Requirement - For each line of the data below that holds "Returns", copy the line.

[Saved entries]
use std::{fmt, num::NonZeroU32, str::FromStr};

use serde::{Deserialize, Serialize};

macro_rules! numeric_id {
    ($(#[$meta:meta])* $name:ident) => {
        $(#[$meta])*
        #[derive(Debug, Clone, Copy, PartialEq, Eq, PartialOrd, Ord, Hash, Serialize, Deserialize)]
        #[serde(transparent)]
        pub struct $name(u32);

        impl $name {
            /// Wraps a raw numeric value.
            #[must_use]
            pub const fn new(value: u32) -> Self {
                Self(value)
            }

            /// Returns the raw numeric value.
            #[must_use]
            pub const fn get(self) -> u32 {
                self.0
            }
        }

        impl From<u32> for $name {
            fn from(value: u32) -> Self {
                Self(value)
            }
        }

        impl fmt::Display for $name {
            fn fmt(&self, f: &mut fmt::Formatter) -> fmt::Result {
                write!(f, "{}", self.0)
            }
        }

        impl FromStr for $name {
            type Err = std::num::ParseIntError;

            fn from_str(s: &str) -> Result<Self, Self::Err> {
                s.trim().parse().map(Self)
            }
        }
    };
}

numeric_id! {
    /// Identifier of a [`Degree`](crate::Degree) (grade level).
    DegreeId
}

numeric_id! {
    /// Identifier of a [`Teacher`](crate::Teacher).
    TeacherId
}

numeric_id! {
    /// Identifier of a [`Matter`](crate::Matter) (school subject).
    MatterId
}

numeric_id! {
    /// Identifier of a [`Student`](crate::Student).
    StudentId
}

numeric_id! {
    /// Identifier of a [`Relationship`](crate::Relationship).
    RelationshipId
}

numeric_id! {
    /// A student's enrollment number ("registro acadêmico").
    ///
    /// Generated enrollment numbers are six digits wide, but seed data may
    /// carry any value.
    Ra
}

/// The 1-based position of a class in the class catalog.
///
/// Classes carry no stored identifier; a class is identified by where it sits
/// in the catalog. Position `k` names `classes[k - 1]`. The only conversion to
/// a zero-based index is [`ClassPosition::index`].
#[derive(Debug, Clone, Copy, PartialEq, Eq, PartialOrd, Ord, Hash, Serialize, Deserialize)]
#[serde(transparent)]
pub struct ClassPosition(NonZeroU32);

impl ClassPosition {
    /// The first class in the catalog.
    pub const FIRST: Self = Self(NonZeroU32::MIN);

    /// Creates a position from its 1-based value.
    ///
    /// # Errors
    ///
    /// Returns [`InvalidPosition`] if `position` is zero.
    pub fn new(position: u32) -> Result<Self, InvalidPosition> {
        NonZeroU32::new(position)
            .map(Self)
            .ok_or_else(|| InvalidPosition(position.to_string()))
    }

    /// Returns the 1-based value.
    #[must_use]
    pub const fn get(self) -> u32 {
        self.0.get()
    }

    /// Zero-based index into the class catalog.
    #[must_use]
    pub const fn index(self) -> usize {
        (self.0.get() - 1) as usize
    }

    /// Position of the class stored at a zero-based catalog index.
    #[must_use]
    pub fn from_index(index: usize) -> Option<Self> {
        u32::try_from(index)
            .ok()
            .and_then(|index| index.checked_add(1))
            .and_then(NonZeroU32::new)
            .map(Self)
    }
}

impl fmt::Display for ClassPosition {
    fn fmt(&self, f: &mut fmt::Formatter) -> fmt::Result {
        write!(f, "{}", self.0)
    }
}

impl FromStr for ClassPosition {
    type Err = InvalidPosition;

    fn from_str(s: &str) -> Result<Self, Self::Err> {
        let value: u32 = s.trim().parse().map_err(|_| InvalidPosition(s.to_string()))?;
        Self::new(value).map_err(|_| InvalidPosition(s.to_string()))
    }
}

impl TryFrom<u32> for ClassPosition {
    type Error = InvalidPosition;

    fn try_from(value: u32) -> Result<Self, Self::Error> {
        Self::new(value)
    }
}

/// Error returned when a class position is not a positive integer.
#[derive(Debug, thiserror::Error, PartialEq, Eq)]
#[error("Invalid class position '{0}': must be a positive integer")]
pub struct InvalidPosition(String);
---
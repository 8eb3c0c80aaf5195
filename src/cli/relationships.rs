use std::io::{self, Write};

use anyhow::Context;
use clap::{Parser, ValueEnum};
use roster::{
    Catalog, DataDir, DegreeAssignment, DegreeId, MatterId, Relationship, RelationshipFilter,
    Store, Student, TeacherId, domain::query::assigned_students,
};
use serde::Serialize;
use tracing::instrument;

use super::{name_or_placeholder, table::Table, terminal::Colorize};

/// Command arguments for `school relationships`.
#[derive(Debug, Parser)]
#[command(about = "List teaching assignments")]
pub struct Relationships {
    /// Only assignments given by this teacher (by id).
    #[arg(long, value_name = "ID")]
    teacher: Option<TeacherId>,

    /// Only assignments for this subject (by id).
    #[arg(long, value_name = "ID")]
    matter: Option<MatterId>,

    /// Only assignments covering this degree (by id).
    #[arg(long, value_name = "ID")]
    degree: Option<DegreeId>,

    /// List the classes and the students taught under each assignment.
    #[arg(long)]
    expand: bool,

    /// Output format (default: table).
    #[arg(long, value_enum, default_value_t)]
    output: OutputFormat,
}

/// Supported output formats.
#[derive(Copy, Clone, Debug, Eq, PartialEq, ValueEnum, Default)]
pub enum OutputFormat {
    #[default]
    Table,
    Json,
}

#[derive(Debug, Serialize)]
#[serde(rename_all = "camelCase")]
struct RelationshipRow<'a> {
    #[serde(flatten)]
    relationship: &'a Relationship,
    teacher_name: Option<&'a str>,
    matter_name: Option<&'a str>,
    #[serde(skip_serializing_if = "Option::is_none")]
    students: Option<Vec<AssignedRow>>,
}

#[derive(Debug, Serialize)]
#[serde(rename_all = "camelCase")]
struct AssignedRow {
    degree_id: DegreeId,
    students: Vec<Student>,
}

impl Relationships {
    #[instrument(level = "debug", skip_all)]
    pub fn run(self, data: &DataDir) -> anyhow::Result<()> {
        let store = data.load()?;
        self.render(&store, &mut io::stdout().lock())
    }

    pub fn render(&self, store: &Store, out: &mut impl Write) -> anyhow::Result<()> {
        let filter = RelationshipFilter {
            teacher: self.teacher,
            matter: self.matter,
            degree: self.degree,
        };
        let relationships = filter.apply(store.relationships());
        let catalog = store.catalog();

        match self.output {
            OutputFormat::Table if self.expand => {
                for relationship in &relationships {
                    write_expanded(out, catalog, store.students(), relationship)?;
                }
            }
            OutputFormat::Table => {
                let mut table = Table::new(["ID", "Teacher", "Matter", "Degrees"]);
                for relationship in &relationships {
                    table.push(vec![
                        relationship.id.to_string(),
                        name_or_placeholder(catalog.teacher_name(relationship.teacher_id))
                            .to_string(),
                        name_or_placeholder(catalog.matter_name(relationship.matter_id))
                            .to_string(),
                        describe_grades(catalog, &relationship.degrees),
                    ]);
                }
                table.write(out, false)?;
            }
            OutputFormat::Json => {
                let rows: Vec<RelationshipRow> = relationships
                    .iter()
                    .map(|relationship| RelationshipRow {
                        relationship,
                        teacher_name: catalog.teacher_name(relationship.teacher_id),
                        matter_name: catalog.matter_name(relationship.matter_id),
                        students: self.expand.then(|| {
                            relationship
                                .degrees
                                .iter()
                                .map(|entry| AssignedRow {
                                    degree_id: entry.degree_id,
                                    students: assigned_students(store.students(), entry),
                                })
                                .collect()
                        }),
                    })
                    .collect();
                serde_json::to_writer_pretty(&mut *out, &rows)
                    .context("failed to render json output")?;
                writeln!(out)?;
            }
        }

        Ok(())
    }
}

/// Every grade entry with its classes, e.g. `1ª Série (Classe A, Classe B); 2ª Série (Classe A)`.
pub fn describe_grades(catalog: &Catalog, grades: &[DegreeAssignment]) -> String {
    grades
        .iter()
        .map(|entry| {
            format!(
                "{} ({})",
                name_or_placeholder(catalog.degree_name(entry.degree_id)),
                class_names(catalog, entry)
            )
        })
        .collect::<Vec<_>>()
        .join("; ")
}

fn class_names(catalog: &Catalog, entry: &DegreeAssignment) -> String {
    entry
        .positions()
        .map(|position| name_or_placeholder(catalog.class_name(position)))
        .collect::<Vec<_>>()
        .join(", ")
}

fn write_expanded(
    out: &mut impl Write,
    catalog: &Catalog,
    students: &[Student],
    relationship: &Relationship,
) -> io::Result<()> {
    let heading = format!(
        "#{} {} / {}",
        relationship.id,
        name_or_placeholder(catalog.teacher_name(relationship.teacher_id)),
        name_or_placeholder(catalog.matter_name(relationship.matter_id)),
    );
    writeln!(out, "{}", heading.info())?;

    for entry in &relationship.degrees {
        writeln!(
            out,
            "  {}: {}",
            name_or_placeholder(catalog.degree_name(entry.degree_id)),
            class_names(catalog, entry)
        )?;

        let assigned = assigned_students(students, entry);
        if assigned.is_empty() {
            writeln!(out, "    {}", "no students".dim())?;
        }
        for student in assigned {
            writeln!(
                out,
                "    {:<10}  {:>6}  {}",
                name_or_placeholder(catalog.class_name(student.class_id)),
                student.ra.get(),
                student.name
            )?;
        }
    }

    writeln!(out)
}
---
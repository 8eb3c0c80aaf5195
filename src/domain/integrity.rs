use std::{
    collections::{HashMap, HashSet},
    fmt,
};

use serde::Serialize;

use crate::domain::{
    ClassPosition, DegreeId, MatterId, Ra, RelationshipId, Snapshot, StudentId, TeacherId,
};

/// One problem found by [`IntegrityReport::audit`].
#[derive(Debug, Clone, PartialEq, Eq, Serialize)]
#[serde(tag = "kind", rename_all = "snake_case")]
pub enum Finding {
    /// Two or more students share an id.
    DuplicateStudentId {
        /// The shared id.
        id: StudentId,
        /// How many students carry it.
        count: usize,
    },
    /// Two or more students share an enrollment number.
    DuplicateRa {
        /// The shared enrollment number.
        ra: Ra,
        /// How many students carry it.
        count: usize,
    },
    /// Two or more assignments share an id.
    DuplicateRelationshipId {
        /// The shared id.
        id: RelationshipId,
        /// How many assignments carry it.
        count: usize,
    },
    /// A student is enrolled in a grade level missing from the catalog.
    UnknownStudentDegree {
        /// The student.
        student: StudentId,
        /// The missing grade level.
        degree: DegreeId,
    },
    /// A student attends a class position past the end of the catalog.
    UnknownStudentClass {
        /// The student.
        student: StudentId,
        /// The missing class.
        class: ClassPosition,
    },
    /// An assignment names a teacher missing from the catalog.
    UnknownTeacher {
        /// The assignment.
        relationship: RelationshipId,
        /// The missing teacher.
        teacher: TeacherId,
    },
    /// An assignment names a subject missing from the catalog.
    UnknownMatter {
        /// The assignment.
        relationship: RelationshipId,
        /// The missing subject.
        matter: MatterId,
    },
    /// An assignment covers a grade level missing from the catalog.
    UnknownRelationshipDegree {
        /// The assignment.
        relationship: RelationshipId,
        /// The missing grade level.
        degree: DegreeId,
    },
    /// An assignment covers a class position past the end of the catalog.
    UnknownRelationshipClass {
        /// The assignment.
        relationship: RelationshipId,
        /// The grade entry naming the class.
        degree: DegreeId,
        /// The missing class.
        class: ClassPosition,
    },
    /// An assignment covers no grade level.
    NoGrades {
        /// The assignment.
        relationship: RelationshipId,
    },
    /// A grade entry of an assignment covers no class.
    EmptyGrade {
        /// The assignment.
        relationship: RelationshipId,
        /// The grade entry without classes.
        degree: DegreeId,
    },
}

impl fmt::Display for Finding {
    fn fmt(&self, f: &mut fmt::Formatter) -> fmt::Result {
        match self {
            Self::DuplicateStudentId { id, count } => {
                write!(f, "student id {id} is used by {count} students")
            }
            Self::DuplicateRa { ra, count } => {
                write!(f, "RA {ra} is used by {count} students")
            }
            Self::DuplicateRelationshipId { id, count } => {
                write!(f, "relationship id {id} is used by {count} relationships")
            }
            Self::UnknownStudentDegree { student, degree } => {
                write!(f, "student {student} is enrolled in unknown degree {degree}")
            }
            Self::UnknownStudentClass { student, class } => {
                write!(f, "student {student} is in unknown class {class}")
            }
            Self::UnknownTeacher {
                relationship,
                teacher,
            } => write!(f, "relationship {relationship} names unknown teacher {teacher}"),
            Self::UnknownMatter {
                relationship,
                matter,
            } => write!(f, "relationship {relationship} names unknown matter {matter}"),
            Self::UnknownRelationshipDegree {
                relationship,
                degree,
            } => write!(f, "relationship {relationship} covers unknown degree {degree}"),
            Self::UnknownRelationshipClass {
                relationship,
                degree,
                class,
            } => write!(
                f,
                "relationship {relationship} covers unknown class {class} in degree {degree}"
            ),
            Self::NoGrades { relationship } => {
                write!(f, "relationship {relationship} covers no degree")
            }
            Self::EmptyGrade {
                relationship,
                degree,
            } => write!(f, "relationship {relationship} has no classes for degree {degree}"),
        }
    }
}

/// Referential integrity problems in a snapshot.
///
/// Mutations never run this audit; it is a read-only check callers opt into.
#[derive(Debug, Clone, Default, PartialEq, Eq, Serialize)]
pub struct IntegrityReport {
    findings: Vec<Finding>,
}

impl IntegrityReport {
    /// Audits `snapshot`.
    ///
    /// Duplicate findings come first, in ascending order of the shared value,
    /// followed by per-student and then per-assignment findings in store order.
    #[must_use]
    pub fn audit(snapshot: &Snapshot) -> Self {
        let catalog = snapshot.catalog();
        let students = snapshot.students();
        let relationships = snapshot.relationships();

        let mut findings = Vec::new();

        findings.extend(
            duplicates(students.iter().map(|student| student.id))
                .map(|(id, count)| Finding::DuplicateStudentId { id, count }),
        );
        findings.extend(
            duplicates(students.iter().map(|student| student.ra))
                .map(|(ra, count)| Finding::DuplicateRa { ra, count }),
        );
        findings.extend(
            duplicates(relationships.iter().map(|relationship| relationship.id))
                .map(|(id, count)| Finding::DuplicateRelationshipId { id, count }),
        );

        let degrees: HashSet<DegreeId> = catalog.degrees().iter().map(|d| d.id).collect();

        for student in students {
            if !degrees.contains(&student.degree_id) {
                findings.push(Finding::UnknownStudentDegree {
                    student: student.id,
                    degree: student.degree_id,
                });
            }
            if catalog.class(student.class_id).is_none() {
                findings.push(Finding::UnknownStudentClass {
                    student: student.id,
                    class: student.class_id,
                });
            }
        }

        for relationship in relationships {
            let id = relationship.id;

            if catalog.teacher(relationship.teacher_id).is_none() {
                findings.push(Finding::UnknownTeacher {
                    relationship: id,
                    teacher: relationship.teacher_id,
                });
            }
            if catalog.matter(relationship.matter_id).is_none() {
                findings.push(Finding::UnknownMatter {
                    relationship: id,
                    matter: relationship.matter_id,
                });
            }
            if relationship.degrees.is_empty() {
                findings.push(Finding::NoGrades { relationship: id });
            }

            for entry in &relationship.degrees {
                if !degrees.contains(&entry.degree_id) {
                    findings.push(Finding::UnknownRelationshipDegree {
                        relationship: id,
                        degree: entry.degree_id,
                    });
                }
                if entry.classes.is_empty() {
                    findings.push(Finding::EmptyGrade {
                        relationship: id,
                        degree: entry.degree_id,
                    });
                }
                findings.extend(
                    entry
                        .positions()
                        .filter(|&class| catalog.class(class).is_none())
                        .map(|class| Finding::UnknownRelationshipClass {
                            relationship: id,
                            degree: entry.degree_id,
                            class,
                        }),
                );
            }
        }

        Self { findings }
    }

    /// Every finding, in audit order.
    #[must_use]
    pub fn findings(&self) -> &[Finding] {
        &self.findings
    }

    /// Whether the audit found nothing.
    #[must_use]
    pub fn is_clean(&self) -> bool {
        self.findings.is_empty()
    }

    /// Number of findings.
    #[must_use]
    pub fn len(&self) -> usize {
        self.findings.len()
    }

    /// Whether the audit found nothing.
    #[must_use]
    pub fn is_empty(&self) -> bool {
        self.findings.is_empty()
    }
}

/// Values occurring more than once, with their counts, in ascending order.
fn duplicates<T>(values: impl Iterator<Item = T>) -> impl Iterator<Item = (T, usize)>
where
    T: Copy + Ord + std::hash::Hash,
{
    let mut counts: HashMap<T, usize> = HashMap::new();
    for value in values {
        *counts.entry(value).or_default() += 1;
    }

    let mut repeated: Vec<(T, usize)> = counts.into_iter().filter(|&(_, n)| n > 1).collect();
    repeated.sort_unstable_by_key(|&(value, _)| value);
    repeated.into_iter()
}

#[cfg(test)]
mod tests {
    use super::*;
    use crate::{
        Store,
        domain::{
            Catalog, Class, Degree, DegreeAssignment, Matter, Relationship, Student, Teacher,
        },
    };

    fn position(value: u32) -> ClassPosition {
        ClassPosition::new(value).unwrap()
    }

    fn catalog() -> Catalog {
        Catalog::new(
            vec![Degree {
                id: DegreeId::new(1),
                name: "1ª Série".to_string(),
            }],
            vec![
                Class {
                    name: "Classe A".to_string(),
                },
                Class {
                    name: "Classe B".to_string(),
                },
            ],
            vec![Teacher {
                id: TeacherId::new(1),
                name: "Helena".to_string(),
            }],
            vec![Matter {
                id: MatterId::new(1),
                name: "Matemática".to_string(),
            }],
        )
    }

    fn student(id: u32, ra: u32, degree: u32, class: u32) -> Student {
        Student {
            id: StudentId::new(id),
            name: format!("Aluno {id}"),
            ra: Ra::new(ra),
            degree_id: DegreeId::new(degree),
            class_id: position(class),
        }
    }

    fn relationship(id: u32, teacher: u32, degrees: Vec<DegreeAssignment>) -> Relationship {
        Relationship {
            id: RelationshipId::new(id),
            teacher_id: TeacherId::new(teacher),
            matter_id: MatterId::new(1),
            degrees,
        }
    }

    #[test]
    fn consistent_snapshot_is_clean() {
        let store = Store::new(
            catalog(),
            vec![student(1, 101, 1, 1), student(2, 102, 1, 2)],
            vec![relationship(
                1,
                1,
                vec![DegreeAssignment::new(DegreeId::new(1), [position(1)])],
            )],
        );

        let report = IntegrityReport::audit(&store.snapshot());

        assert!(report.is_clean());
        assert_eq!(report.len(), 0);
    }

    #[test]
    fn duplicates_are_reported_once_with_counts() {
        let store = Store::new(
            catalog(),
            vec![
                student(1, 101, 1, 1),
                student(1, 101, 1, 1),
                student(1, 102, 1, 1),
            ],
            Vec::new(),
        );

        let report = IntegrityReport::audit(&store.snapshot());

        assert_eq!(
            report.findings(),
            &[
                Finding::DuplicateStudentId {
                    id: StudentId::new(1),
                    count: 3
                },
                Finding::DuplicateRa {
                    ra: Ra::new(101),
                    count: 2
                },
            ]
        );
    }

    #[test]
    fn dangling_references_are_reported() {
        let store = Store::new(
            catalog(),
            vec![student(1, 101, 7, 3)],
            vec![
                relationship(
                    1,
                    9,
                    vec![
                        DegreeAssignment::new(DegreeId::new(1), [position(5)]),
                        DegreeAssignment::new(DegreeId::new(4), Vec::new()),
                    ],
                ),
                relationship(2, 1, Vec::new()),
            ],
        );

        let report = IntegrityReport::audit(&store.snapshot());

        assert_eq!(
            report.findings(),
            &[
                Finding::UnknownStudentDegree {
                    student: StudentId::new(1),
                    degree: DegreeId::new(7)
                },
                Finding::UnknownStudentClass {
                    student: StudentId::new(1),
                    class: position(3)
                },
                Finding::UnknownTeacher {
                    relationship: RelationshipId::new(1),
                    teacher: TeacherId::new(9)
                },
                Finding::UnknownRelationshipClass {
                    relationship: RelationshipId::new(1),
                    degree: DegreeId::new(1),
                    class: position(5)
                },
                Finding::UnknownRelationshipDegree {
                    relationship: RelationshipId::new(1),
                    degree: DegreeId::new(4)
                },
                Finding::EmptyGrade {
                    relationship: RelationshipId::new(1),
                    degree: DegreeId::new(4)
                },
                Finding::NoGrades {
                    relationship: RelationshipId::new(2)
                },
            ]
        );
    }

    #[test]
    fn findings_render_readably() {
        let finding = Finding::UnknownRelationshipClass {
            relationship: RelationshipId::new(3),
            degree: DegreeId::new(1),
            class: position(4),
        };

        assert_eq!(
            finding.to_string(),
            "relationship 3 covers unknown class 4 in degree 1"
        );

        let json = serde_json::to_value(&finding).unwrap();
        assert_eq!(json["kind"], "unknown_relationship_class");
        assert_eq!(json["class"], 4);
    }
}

Response below -
            /// Returns the raw numeric value.
    /// Returns [`InvalidPosition`] if `position` is zero.
    /// Returns the 1-based value.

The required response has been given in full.